Charles V est un roi très instruit. Alors dauphin, son précepteur fut Nicole Oresme qui le sensibilisa aux auteurs classiques. Christine de Pisan le décrit comme un intellectuel accompli maîtrisant les sept arts libéraux. C'est aussi un roi très pieux, qui prend Saint-Louis comme modèle (restauration de la grandeur de l'état et du sentiment patriotique, mais aussi construction de la sainte-chapelle de Vincennes).

En 1356, lorsque son père est fait prisonnier, il n'a que dix-huit ans, mais bien des défis se présentent à lui. Il doit faire face à la révolte des bourgeois de Paris, conduits par Etienne Marcel, ainsi qu'à la Jacquerie dans le nord du royaume. Il doit également faire face à de nouvelles charges des Anglais. Paradoxalement, ces difficultés renforceront son image auprès des Parisiens. En effet, il parvient à éliminer ses ennemis sans faire couler le sang dans la capitale.

Le traité de Londres qui permet d'obtenir une paix relative avec l'Angleterre - et sa rançon de 4 millions d'écus pour le retour du roi Jean - oblige le royaume à se réorganiser. Avec Nicole Oresme aux finances, la création du franc, un système d'impôts efficace, et la réinjection des capitaux dans la population via une politique de grands travaux, ce qui crée de la richesse et des revenus réguliers pour l'état.

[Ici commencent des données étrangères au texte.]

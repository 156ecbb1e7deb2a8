//! Microsoft Teams commands

use super::Context;
use crate::error::{M365Error, Result};
use crate::graph::GraphClient;
use crate::graph::teams::TeamsClient;
use crate::output::OutputFormat;
use crate::util::access_token::AccessToken;
use crate::util::validation::{
    ensure_guid, ensure_one_of, is_valid_teams_chat_id, is_valid_user_principal_name,
};
use clap::Args;
use serde_json::{Map, Value};
use std::path::PathBuf;
use tracing::info;

/// Report periods accepted by the Teams usage reports
pub const REPORT_PERIODS: [&str; 4] = ["D7", "D30", "D90", "D180"];

fn ensure_chat_id(chat_id: &str) -> Result<()> {
    if is_valid_teams_chat_id(chat_id) {
        Ok(())
    } else {
        Err(M365Error::Validation(format!(
            "{} is not a valid Teams ChatId.",
            chat_id
        )))
    }
}

// ============================================
// Team Commands
// ============================================

#[derive(Args, Debug)]
pub struct TeamGetArgs {
    /// ID of the team
    #[arg(short, long)]
    pub id: Option<String>,

    /// Display name of the team
    #[arg(short, long)]
    pub name: Option<String>,
}

impl TeamGetArgs {
    pub fn validate(&self) -> Result<()> {
        ensure_one_of(&[("id", self.id.is_some()), ("name", self.name.is_some())])?;
        if let Some(id) = &self.id {
            ensure_guid(id, "id")?;
        }
        Ok(())
    }
}

pub async fn team_get(args: TeamGetArgs, ctx: &Context) -> Result<()> {
    args.validate()?;
    let client = ctx.graph()?;
    let team = get_team(&args, &client).await?;
    ctx.print(&team, &["id", "displayName", "isArchived", "description"])
}

pub async fn get_team(args: &TeamGetArgs, client: &GraphClient) -> Result<Value> {
    let teams = TeamsClient::new(client);
    let team_id = match (&args.id, &args.name) {
        (Some(id), _) => id.clone(),
        (None, Some(name)) => teams.team_id_by_name(name).await?,
        (None, None) => return Err(M365Error::Validation("Specify id or name".into())),
    };
    teams.get_team(&team_id).await
}

// ============================================
// Chat Message Commands
// ============================================

#[derive(Args, Debug)]
pub struct ChatMessageListArgs {
    /// ID of the chat conversation
    #[arg(short, long)]
    pub chat_id: String,
}

impl ChatMessageListArgs {
    pub fn validate(&self) -> Result<()> {
        ensure_chat_id(&self.chat_id)
    }
}

pub async fn chat_message_list(args: ChatMessageListArgs, ctx: &Context) -> Result<()> {
    args.validate()?;
    let client = ctx.graph()?;
    let messages = TeamsClient::new(&client)
        .list_chat_messages(&args.chat_id)
        .await?;
    ctx.print(&Value::Array(messages), &["id", "shortBody"])
}

#[derive(Args, Debug)]
pub struct ChatMessageSendArgs {
    /// ID of the chat conversation
    #[arg(long)]
    pub chat_id: Option<String>,

    /// Comma separated e-mail addresses of the chat members, excluding
    /// yourself
    #[arg(short = 'e', long)]
    pub user_emails: Option<String>,

    /// Topic of an existing group chat
    #[arg(long)]
    pub chat_name: Option<String>,

    /// Message to send
    #[arg(short, long)]
    pub message: String,
}

impl ChatMessageSendArgs {
    pub fn validate(&self) -> Result<()> {
        ensure_one_of(&[
            ("chat-id", self.chat_id.is_some()),
            ("user-emails", self.user_emails.is_some()),
            ("chat-name", self.chat_name.is_some()),
        ])?;

        if let Some(chat_id) = &self.chat_id {
            ensure_chat_id(chat_id)?;
        }

        if let Some(user_emails) = &self.user_emails {
            let emails = parse_user_emails(user_emails);
            if emails.is_empty() || !emails.iter().all(|e| is_valid_user_principal_name(e)) {
                return Err(M365Error::Validation(format!(
                    "{} contains one or more invalid email addresses.",
                    user_emails
                )));
            }
        }
        Ok(())
    }
}

/// Lowercased, comma separated e-mail list without empty entries
pub fn parse_user_emails(value: &str) -> Vec<String> {
    value
        .trim()
        .to_lowercase()
        .split(',')
        .map(|e| e.trim().to_string())
        .filter(|e| !e.is_empty())
        .collect()
}

pub async fn chat_message_send(args: ChatMessageSendArgs, ctx: &Context) -> Result<()> {
    args.validate()?;
    let client = ctx.graph()?;
    send_message(&args, &client).await?;
    Ok(())
}

/// Resolve the target chat and post the message to it
pub async fn send_message(args: &ChatMessageSendArgs, client: &GraphClient) -> Result<Value> {
    let teams = TeamsClient::new(client);

    let chat_id = if let Some(chat_id) = &args.chat_id {
        chat_id.clone()
    } else if let Some(user_emails) = &args.user_emails {
        let members = chat_members_with_current_user(client.access_token(), user_emails)?;
        teams.chat_id_for_members(&members).await?
    } else if let Some(chat_name) = &args.chat_name {
        teams.chat_id_by_name(chat_name).await?
    } else {
        return Err(M365Error::Validation(
            "Specify one of the following options: chat-id, user-emails, chat-name.".into(),
        ));
    };

    info!("Sending message to chat {}", chat_id);
    teams.send_chat_message(&chat_id, &args.message).await
}

/// The signed-in user followed by the given members
fn chat_members_with_current_user(access_token: &str, user_emails: &str) -> Result<Vec<String>> {
    let claims = AccessToken::parse(access_token)?;
    let current_user = claims.user_name().ok_or_else(|| {
        M365Error::AuthError("Unable to determine the signed-in user from the access token".into())
    })?;

    let current_user = current_user.to_lowercase();
    let others: Vec<String> = parse_user_emails(user_emails)
        .into_iter()
        .filter(|e| *e != current_user)
        .collect();

    let mut members = vec![current_user];
    members.extend(others);
    Ok(members)
}

// ============================================
// Report Commands
// ============================================

#[derive(Args, Debug)]
pub struct ReportDeviceUsageUserCountsArgs {
    /// Number of days to report on: D7, D30, D90 or D180
    #[arg(short, long)]
    pub period: String,

    /// Save the raw report to this file instead of printing it
    #[arg(long)]
    pub output_file: Option<PathBuf>,
}

impl ReportDeviceUsageUserCountsArgs {
    pub fn validate(&self) -> Result<()> {
        if !REPORT_PERIODS.contains(&self.period.as_str()) {
            return Err(M365Error::Validation(format!(
                "{} is not a valid period type. The supported values are {}",
                self.period,
                REPORT_PERIODS.join("|")
            )));
        }
        Ok(())
    }
}

pub async fn report_device_usage_user_counts(
    args: ReportDeviceUsageUserCountsArgs,
    ctx: &Context,
) -> Result<()> {
    args.validate()?;
    let client = ctx.graph()?;
    let report = TeamsClient::new(&client)
        .device_usage_user_counts(&args.period)
        .await?;

    if let Some(path) = &args.output_file {
        std::fs::write(path, &report)?;
        info!("Report saved to {}", path.display());
        return ctx.print(&Value::String(path.display().to_string()), &[]);
    }

    match ctx.output {
        OutputFormat::Json => ctx.print(&Value::Array(report_rows(&report)?), &[]),
        OutputFormat::Text | OutputFormat::Csv => {
            println!("{}", normalize_report(&report));
            Ok(())
        }
    }
}

/// Report text with the byte order mark, indentation and blank lines removed
fn normalize_report(report: &str) -> String {
    report
        .trim_start_matches('\u{feff}')
        .lines()
        .map(str::trim)
        .filter(|l| !l.is_empty())
        .collect::<Vec<_>>()
        .join("\n")
}

/// Convert a CSV usage report into one JSON object per row
pub fn report_rows(report: &str) -> Result<Vec<Value>> {
    let normalized = normalize_report(report);
    let mut reader = csv::ReaderBuilder::new()
        .trim(csv::Trim::All)
        .from_reader(normalized.as_bytes());

    let headers = reader.headers()?.clone();
    let mut rows = Vec::new();
    for record in reader.records() {
        let record = record?;
        let row: Map<String, Value> = headers
            .iter()
            .zip(record.iter())
            .map(|(h, v)| (h.to_string(), Value::String(v.to_string())))
            .collect();
        rows.push(Value::Object(row));
    }
    Ok(rows)
}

Ainsi, avec son fidèle Bertrand Du Guesclin, il peut alors se lancer dans une vaste reconquête des terres cédées aux Anglais. Ses troupes, mieux dirigées et mieux payées, voleront alors de victoire en victoire. Mais sa stratégie de reconquête n'est pas que militaire : elle est tout aussi diplomatique. Ainsi, il laisse venir le grand schisme d'occident pour mieux isoler l'Angleterre, et en janvier 1378, alors qu'il est victorieux sur tous les fronts, il reçoit son oncle l’empereur germanique Charles IV, afin de faire avaliser sa souveraineté et ses victoires par un des souverains les plus puissants d'Europe. Cette visite est grandiose ; elle est l'occasion de montrer que le roi de France est l'égal de l'empereur (le protocole est étudié pour cela).

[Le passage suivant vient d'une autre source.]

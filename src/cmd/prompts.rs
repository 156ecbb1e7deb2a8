//! Interactive confirmation for destructive commands

use crate::error::Result;
use dialoguer::{Confirm, theme::ColorfulTheme};

/// Prompt for yes/no confirmation with a default value
pub fn confirm(message: &str, default: bool) -> Result<bool> {
    let result = Confirm::with_theme(&ColorfulTheme::default())
        .with_prompt(message)
        .default(default)
        .interact()?;
    Ok(result)
}

/// True when the command may proceed: confirmed on the command line or
/// accepted at the prompt (default no)
pub fn confirmed(confirm_flag: bool, message: &str) -> Result<bool> {
    if confirm_flag {
        return Ok(true);
    }
    confirm(message, false)
}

Il meurt en 1380 et laisse à son fils le futur Charles VI, un royaume en bien meilleur état qu'il ne l'avait trouvé.

2 juillet 2008

La révolte des Maillotins

En 1382, les caisses de l'état sont vides. Le roi Charles VI n'a que 13 ans : ce sont, en fait, ses oncles qui règnent. Ces derniers décident alors de rétablir l’impôt sur le vin, le sel et la plupart des marchandises.

La rumeur gronde dans Paris, et très vite, le 1er mars au matin, un percepteur est assassiné aux Halles parce qu’il réclamait l’impôt à une marchande des quatre saisons.

C’est le signal, l’émeute gagne. Les émeutiers s’arment de maillets de plomb, et ces « Maillotins » vont alors saccager, piller et tuer. Vers midi, Paris est aux mains des émeutiers qui ferment les portes de la capitale, bloquent les rues par de lourdes chaînes. Au début, les bourgeois hansés s’associent à cette révolte fiscale, mais la tournure prise par les évènements les inquiète. Ils demandent une audience au duc de Bourgogne (un des oncles de Charles VI) pour obtenir l’abolition de l’impôt et l’amnistie pour les meurtres. Celui ci refuse, ce qui provoque la colère de la foule qui se dirige vers les prisons de la capitale, libère les prisonniers, saccage les édifices.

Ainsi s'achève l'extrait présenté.